Fabricating Four-Element Doped Carbon Dots-Based Fluorescent Ratiometric Reporter Platform for CRISPR/Cas-Driven Precise Sensing of Nucleic Acids.

Conventional CRISPR/Cas sensing platforms exhibit poor efficiency concerning reporter-based demerits, including their interference-labile nature, photobleaching, low robustness due to a single output signal, and probe-concentration dependence. Herein, a carbon dots (CDs)-based dual-emissive fluorescent ratiometric CRISPR/Cas reporter platform was fabricated for biosensing and other analytical applications to bottleneck the demerits of conventional reporters, integrating the benefits of a ratiometric strategy and four-element doped carbon dots (4D CDs) as a transducer. Briefly, doping enhances the optical and physicochemical traits of CDs and minimizes the effect of the interfering species. A series of state-of-the-art N, P, S, and Cu codoped CDs (4D CDs) were synthesized using the hydrothermal approach and statistical tools, such as Box-Behnken design, analysis of variance, and others, enhancing photophysical traits, surface features, and sensitivity of CDs.
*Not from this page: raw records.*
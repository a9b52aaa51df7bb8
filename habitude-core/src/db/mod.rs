//! Database layer for habitude
//!
//! This module provides the storage layer using SQLite with:
//! - Schema migrations
//! - Repository pattern for queries
//! - Cascade deletes so a removed habit takes its history with it

pub mod repo;
pub mod schema;

pub use repo::Database;
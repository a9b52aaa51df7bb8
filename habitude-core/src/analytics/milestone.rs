//! Streak milestone detection
//!
//! Three streak lengths are worth celebrating: 5 days (habit forming), 21
//! days (the folk threshold), and 66 days (the average time to automaticity).
//! Detection is a pure check against the current streak; remembering which
//! celebrations already happened is the store's job, keyed by
//! `(habit_id, streak)`.

use super::snapshot::Snapshot;
use super::streak::current_streak;
use crate::db::Database;
use crate::error::Result;
use chrono::NaiveDate;
use serde::Serialize;

/// Streak lengths that trigger a celebration.
pub const MILESTONE_THRESHOLDS: [u32; 3] = [5, 21, 66];

/// A milestone a habit has just reached.
#[derive(Debug, Clone, PartialEq, Eq, Serialize)]
pub struct Milestone {
    pub habit_id: String,
    pub habit_name: String,
    /// The streak value that triggered it (5, 21, or 66)
    pub streak: u32,
    pub message: &'static str,
}

/// The canned message for a streak, if it sits exactly on a threshold.
///
/// Only exact matches fire; a streak of 6 is past the 5-day milestone, not
/// on it, so nothing repeats until the next threshold.
pub fn milestone_message(streak: u32) -> Option<&'static str> {
    match streak {
        5 => Some("5-day streak! 🎉"),
        21 => Some("21-day milestone! 🌟"),
        66 => Some("66-day automatic habit! 🏆"),
        _ => None,
    }
}

/// Milestones reached today that have not been celebrated yet.
///
/// Checks every habit's current streak against the thresholds and filters
/// out `(habit, streak)` pairs already recorded as seen. Callers celebrate
/// and then mark them seen so the same milestone never fires twice.
pub fn pending_milestones(
    db: &Database,
    snapshot: &Snapshot,
    today: NaiveDate,
) -> Result<Vec<Milestone>> {
    let mut pending = Vec::new();

    for habit in snapshot.habits() {
        let streak = current_streak(snapshot, &habit.id, today);
        let Some(message) = milestone_message(streak) else {
            continue;
        };
        if db.milestone_seen(&habit.id, streak)? {
            continue;
        }
        pending.push(Milestone {
            habit_id: habit.id.clone(),
            habit_name: habit.name.clone(),
            streak,
            message,
        });
    }

    Ok(pending)
}

#[cfg(test)]
mod tests {
    use super::*;
    use crate::types::{parse_date, CompletionLog, Habit, HabitCategory, Schedule};

    fn snapshot_with_streak(len: u32, today: NaiveDate) -> (Snapshot, Habit) {
        let habit = Habit::new("Run", HabitCategory::Health, Schedule::Daily);
        let id = habit.id.clone();
        let mut logs = Vec::new();
        let mut day = today;
        for _ in 0..len {
            logs.push(CompletionLog::completed(&id, day));
            day = day.pred_opt().unwrap();
        }
        (Snapshot::new(vec![habit.clone()], logs), habit)
    }

    #[test]
    fn test_messages_only_on_thresholds() {
        assert_eq!(milestone_message(5), Some("5-day streak! 🎉"));
        assert_eq!(milestone_message(21), Some("21-day milestone! 🌟"));
        assert_eq!(milestone_message(66), Some("66-day automatic habit! 🏆"));
        assert_eq!(milestone_message(0), None);
        assert_eq!(milestone_message(6), None);
        assert_eq!(milestone_message(20), None);
        assert_eq!(milestone_message(67), None);
    }

    #[test]
    fn test_pending_fires_once() {
        let db = Database::open_in_memory().unwrap();
        db.migrate().unwrap();

        let today = parse_date("2025-03-10").unwrap();
        let (snapshot, habit) = snapshot_with_streak(5, today);
        db.upsert_habit(&habit).unwrap();

        let pending = pending_milestones(&db, &snapshot, today).unwrap();
        assert_eq!(pending.len(), 1);
        assert_eq!(pending[0].streak, 5);
        assert_eq!(pending[0].message, "5-day streak! 🎉");

        // Celebrated; the same recomputation no longer returns it
        db.mark_milestone_seen(&habit.id, 5).unwrap();
        assert!(pending_milestones(&db, &snapshot, today).unwrap().is_empty());
    }

    #[test]
    fn test_next_threshold_fires_separately() {
        let db = Database::open_in_memory().unwrap();
        db.migrate().unwrap();

        let today = parse_date("2025-03-10").unwrap();
        let (snapshot, habit) = snapshot_with_streak(21, today);
        db.upsert_habit(&habit).unwrap();
        db.mark_milestone_seen(&habit.id, 5).unwrap();

        let pending = pending_milestones(&db, &snapshot, today).unwrap();
        assert_eq!(pending.len(), 1);
        assert_eq!(pending[0].streak, 21);
    }

    #[test]
    fn test_streak_between_thresholds_is_quiet() {
        let db = Database::open_in_memory().unwrap();
        db.migrate().unwrap();

        let today = parse_date("2025-03-10").unwrap();
        let (snapshot, habit) = snapshot_with_streak(12, today);
        db.upsert_habit(&habit).unwrap();

        assert!(pending_milestones(&db, &snapshot, today).unwrap().is_empty());
    }
}
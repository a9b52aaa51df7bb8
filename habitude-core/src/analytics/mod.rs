//! Analytics for habit history.
//!
//! Derives everything the interfaces show from the raw completion log:
//! - Streaks (current and longest consecutive-day runs)
//! - Strength scores and formation phases
//! - Period aggregation (weekly/monthly completion rates)
//! - Milestone detection
//! - Dashboard statistics
//! - Week/month in review reports
//!
//! All computations run over a [`snapshot::Snapshot`] loaded once per
//! command, so a view never issues per-habit queries.

pub mod dashboard;
pub mod milestone;
pub mod period;
pub mod report;
pub mod snapshot;
pub mod streak;
pub mod strength;

pub use dashboard::{dashboard, DashboardStats, HabitOverview};
pub use milestone::{milestone_message, pending_milestones, Milestone, MILESTONE_THRESHOLDS};
pub use period::{
    aggregate_period, completion_rate, day_cells, month_bounds, week_bounds, week_rows, DayCell,
    HabitPeriodSummary, PeriodSummary, WeekRow,
};
pub use report::{
    due_report, generate_report, mark_report_checked, HabitReport, JournalHighlights,
    ReportOptions, ReportPeriod, TargetProgress, TrendComparison,
};
pub use snapshot::Snapshot;
pub use streak::{current_streak, longest_streak, MAX_STREAK_DAYS};
pub use strength::{habit_strength, strength_history, Phase, StrengthPoint, StrengthScore};
// ============================================
// Calendar Command
// ============================================

fn cmd_calendar(
    db: &Database,
    habit_query: Option<&str>,
    month_arg: Option<&str>,
    today: NaiveDate,
) -> Result<()> {
    let (year, month) = match month_arg {
        Some(s) => parse_month(s)?,
        None => (today.year(), today.month()),
    };
    let (start, end) =
        month_bounds(year, month).ok_or_else(|| anyhow::anyhow!("invalid month {}", month))?;

    let snapshot = Snapshot::load(db)?;

    let habit = match habit_query {
        Some(query) => Some(resolve_habit(db, query)?),
        None => None,
    };

    let title = match &habit {
        Some(habit) => format!("{} - {}", start.format("%B %Y"), habit.name),
        None => format!("{} - all habits", start.format("%B %Y")),
    };
    println!("{}", title);
    println!();
    println!(" Mo  Tu  We  Th  Fr  Sa  Su");

    let all_cells = day_cells(&snapshot, start, end);
    for _ in 0..start.weekday().num_days_from_monday() {
        print!("    ");
    }
    for cell in &all_cells {
        let mark = match &habit {
            Some(habit) => {
                let completed = snapshot.is_completed(&habit.id, cell.date);
                let due = habit.schedule.is_scheduled_on(cell.date);
                if completed {
                    '*'
                } else if due && cell.date <= today {
                    '.'
                } else {
                    ' '
                }
            }
            None => {
                if cell.due > 0 && cell.completed >= cell.due {
                    '*'
                } else if cell.completed > 0 {
                    '+'
                } else if cell.due > 0 && cell.date <= today {
                    '.'
                } else {
                    ' '
                }
            }
        };
        print!("{:>3}{}", cell.date.day(), mark);
        if cell.date.weekday().num_days_from_monday() == 6 {
            println!();
        }
    }
    if end.weekday().num_days_from_monday() != 6 {
        println!();
    }

    println!();
    match habit {
        Some(_) => println!("* completed   . due but missed"),
        None => println!("* all done   + some done   . none done"),
    }
    Ok(())
}

// ============================================
// Rating and Journal Commands
// ============================================

fn cmd_rate(
    db: &Database,
    query: &str,
    rating: u8,
    notes: Option<String>,
    week_arg: Option<&str>,
    today: NaiveDate,
) -> Result<()> {
    let habit = resolve_habit(db, query)?;
    let start = match week_arg {
        Some(s) => week_start(parse_date(s)?),
        None => week_start(today),
    };

    let mut record = AutomaticityRating::new(&habit.id, start, rating);
    record.notes = non_empty(notes);
    db.upsert_rating(&record)?;

    let label = AutomaticityRating::label_for(rating).unwrap_or("?");
    println!(
        "Rated '{}' {} ({}) for the week of {}.",
        habit.name, rating, label, start
    );
    Ok(())
}

fn cmd_journal_write(
    db: &Database,
    content: String,
    date_arg: Option<&str>,
    wins: Vec<String>,
    misses: Vec<String>,
    today: NaiveDate,
) -> Result<()> {
    let date = match date_arg {
        Some(s) => parse_date(s)?,
        None => today,
    };
    if date > today {
        anyhow::bail!("cannot journal about {} (future date)", date);
    }

    let mut entry = JournalEntry::new(date, content);
    entry.wins = wins;
    entry.misses = misses;
    db.upsert_journal_entry(&entry)?;

    println!("Journal entry saved for {}.", date);
    Ok(())
}

fn cmd_journal_show(db: &Database, date_arg: Option<&str>, today: NaiveDate) -> Result<()> {
    let date = match date_arg {
        Some(s) => parse_date(s)?,
        None => today,
    };

    match db.get_journal_entry(date)? {
        Some(entry) => print_journal_entry(&entry),
        None => println!("No journal entry for {}.", date),
    }
    Ok(())
}

fn cmd_journal_list(db: &Database, limit: usize) -> Result<()> {
    let entries = db.list_journal_entries()?;
    if entries.is_empty() {
        println!("No journal entries yet.");
        return Ok(());
    }

    for entry in entries.iter().take(limit) {
        print_journal_entry(entry);
        println!();
    }
    Ok(())
}

fn print_journal_entry(entry: &JournalEntry) {
    println!("{} - {}", entry.date, entry.content);
    for win in &entry.wins {
        println!("  + {}", win);
    }
    for miss in &entry.misses {
        println!("  - {}", miss);
    }
}

// ============================================
// Category Commands
// ============================================

fn cmd_categories_add(
    db: &Database,
    name: String,
    color: String,
    icon: Option<String>,
) -> Result<()> {
    let category = CustomCategory::new(name, color, icon);
    db.add_custom_category(&category)?;
    println!("Added category '{}'.", category.name);
    Ok(())
}

fn cmd_categories_list(db: &Database) -> Result<()> {
    println!("{:<24} {:<8} {}", "NAME", "KIND", "COLOR");
    println!("{:-<52}", "");
    for preset in HabitCategory::presets() {
        if let Some(meta) = preset.preset_meta() {
            println!("{:<24} {:<8} {}", meta.label, "preset", meta.color);
        }
    }
    for category in db.list_custom_categories()? {
        println!("{:<24} {:<8} {}", category.name, "custom", category.color);
    }
    Ok(())
}

fn cmd_categories_rm(db: &Database, name: &str) -> Result<()> {
    let reassigned = db.delete_custom_category(name)?;
    if reassigned > 0 {
        println!(
            "Removed category '{}'; {} habit(s) moved to Productivity.",
            name, reassigned
        );
    } else {
        println!("Removed category '{}'.", name);
    }
    Ok(())
}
The red-emissive CDs were prepared by using the same procedure but different precursors. The optimum 4D CDs (blue-emissive) and red-emissive CDs were used to unleash the principle of the fluorescent ratiometric CRISPR/Cas reporter system for diverse applications. Finally, the designed 4D CDs-based CRISPR/Cas biosensor was applied for nucleic acid monitoring, such as the COVID-19 nucleic acid. This project disclosed the controlled-doping principle to synthesize 4D CDs and unleashed the mechanism of ratiometric dual-emissive CRISPR/Cas-powered reporters for precise sensing applications. We anticipate the implementation of this technology in commercial analytical, biosensing, point-of-care, and other applications.